Del otro lado del mar

Tyrion y Varys, para mantener el poder en ausencia de Daenerys en la ciudad de Meeren, buscaron a una sacerdotisa del dios del fuego (como Melissandre) para sumar devoción al masterplan estratégico que están armando. Pero está claro el riesgo: como en Desembarco del rey, darle poder a los fanáticos religiosos puede jugar en contra a los intereses políticos.

 

Mientras, en la tribu Dothraki, Daenerys tuvo unas palabras de casi amor para Jorah Mormont al descubrir que está enfermo y después de que él, al final, se animara a decirle que la amaba (lo sabíamos todos, Mormont, pero a ella le gustan un poco más jóvenes y tonificados). 

 

En Braavos, Arya (“una niña”, como la llaman allí) sigue su formación para ser un Hombre sin Rostro, aunque parece que esto de que sea una noble y tenga tan buena memoria le va a complicar las cosas para rendir el examen final: matar a una mujer que desconoce.

 

En las islas

En las Islas de Hierro, apareció Euron Greyjoy, el hermano de Balon, a reclamar el trono de sal. Se lo quedó, por aceptación de la mayoría, y obligó a Yara y a Theon Greyjoy a huir. Vale decir que hay realmente muy poco atractivo en toda esta familia, sus rituales en el mar y sus eslóganes de medio pelo (“Lo que está muerto no puede morir”). Lo único que tiene interés de este árbol genealógico es que Euron quiere ser rey y ofrecerle su flota a Daenerys Targarien (“Y mi pene”, aclaró, con lo que asumimos que su plan es aliarse en barcos y matrimonio con la madre de dragones).

 

Detalles y curiosidades

  • Hubo varios momentos de humor en este episodio, no sólo protagonizados por Tyrion.
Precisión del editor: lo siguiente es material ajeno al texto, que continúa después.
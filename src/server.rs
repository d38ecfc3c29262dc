use std::net::SocketAddr;
use std::path::PathBuf;

use anyhow::Result;
use axum::extract::State;
use axum::http::StatusCode;
use axum::response::{IntoResponse, Response};
use axum::routing::{get, post};
use axum::{Json, Router};
use rust_decimal::Decimal;
use serde::{Deserialize, Serialize};
use tower_http::cors::{Any, CorsLayer};
use tracing::{info, warn};

use crate::candidate::{normalize_bounded, Candidate, RawCandidate};
use crate::config::Config;
use crate::constraints::ConstraintOptions;
use crate::error::ValidationError;
use crate::optimizer::pareto::{budget_sweep, exhaustive_frontier};
use crate::optimizer::sensitivity::{inflection_points, InflectionPoint, SensitivityPoint};
use crate::optimizer::{AllocationResult, Objective, Optimizer, ParetoPoint};
use crate::portfolio::{compare, MetricsComparison};
use crate::ranking::{rank_by, RankedCandidate};
use crate::snapshot::{ScenarioRecord, ScenarioStore};

#[derive(Clone)]
struct ApiState {
    config: Config,
    optimizer: Optimizer,
    db_path: PathBuf,
}

#[derive(Debug, Serialize)]
struct ApiResponse<T: Serialize> {
    ok: bool,
    data: T,
}

#[derive(Debug, Serialize)]
struct ApiErrorBody {
    ok: bool,
    error: String,
    #[serde(skip_serializing_if = "Option::is_none")]
    details: Option<ValidationError>,
}

#[derive(Debug)]
struct ApiError {
    status: StatusCode,
    message: String,
    details: Option<ValidationError>,
}

impl ApiError {
    fn bad_request(message: impl Into<String>) -> Self {
        Self {
            status: StatusCode::BAD_REQUEST,
            message: message.into(),
            details: None,
        }
    }

    fn internal(error: impl std::fmt::Display) -> Self {
        Self {
            status: StatusCode::INTERNAL_SERVER_ERROR,
            message: error.to_string(),
            details: None,
        }
    }
}

impl From<ValidationError> for ApiError {
    fn from(error: ValidationError) -> Self {
        Self {
            status: StatusCode::BAD_REQUEST,
            message: error.to_string(),
            details: Some(error),
        }
    }
}
use std::collections::BTreeSet;

use rayon::prelude::*;
use rust_decimal::Decimal;
use serde::{Deserialize, Serialize};
use tracing::info;

use crate::candidate::money::scale;
use crate::candidate::Candidate;
use crate::constraints::{build, ConstraintOptions};
use crate::error::ValidationError;
use crate::optimizer::{AllocationResult, Objective, Optimizer};

pub const DEFAULT_LEVELS: [f64; 5] = [0.8, 0.9, 1.0, 1.1, 1.2];

#[derive(Debug, Clone, PartialEq, Serialize, Deserialize)]
pub struct SensitivityPoint {
    pub budget_level: f64,
    pub budget: Decimal,
    pub result: AllocationResult,
}

/// A level at which the funded selection differs from the previous level.
#[derive(Debug, Clone, PartialEq, Serialize, Deserialize)]
pub struct InflectionPoint {
    pub budget_level: f64,
    pub budget: Decimal,
    pub added: Vec<String>,
    pub removed: Vec<String>,
    pub benefit_delta: f64,
}

impl Optimizer {
    /// Re-runs the allocation at `base_budget × level` for every level.
    /// Levels are solved in parallel; the output follows `levels` order.
    pub fn analyze_sensitivity(
        &self,
        candidates: &[Candidate],
        base_budget: Decimal,
        levels: &[f64],
        options: &ConstraintOptions,
        objective: Objective,
    ) -> Result<Vec<SensitivityPoint>, ValidationError> {
        let budgets = levels
            .iter()
            .map(|&level| {
                if !level.is_finite() || level < 0.0 {
                    return Err(ValidationError::InvalidLevel { value: level });
                }
                let budget = scale(base_budget, level)
                    .ok_or(ValidationError::InvalidLevel { value: level })?;
                Ok((level, budget))
            })
            .collect::<Result<Vec<_>, _>>()?;

        build(candidates, base_budget, options)?;

        let points = budgets
            .par_iter()
            .map(|&(level, budget)| {
                let result = self.plan(candidates, budget, options, objective)?;
                Ok(SensitivityPoint {
                    budget_level: level,
                    budget,
                    result,
                })
            })
            .collect::<Result<Vec<_>, ValidationError>>()?;

        info!(
            levels = points.len(),
            base_budget = %base_budget,
            "sensitivity sweep finished"
        );
        Ok(points)
    }
}

/// Sensitivity sweep with the default solver, benefit objective and no
/// phasing caps.
pub fn analyze_sensitivity(
    candidates: &[Candidate],
    base_budget: Decimal,
    levels: &[f64],
) -> Result<Vec<SensitivityPoint>, ValidationError> {
    Optimizer::default().analyze_sensitivity(
        candidates,
        base_budget,
        levels,
        &ConstraintOptions::default(),
        Objective::Benefit,
    )
}

pub fn inflection_points(points: &[SensitivityPoint]) -> Vec<InflectionPoint> {
    points
        .windows(2)
        .filter_map(|pair| {
            let (prev, next) = (&pair[0], &pair[1]);
            if prev.result.selected_ids == next.result.selected_ids {
                return None;
            }
            Some(InflectionPoint {
                budget_level: next.budget_level,
                budget: next.budget,
                added: set_difference(&next.result.selected_ids, &prev.result.selected_ids),
                removed: set_difference(&prev.result.selected_ids, &next.result.selected_ids),
                benefit_delta: next.result.total_benefit - prev.result.total_benefit,
            })
        })
        .collect()
}

fn set_difference(a: &BTreeSet<String>, b: &BTreeSet<String>) -> Vec<String> {
    a.difference(b).cloned().collect()
}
El de Brienne fue delicioso, cuando le dijo a Sansa que para ella Jon no es del todo fiable porque es “meditabundo” y, luego, añadió, “imagino que es normal dadas sus circunstancias”. Ok, no es para morirse de la risa, pero es un guiño simpático en medio de tanta épica solemne.
  • No fueron menores las dudas de Brienne, que no quería separarse de Sansa aunque se separaron igual. Si nos vamos a dejar llevar por lo mal que terminaron aquellos a los que Brienne juró proteger (Renly, Catelyn Stark), entonces Sansa puede estar en problemas.
  • En los libros, los hermanos de Balon Greyjoy que reclaman el poder son dos, aunque en este capítulo se presentó sólo uno. Quizás en nombre de resumir el relato, los guionistas decidieron que fuera una solo. Si fue así, es una buena decisión.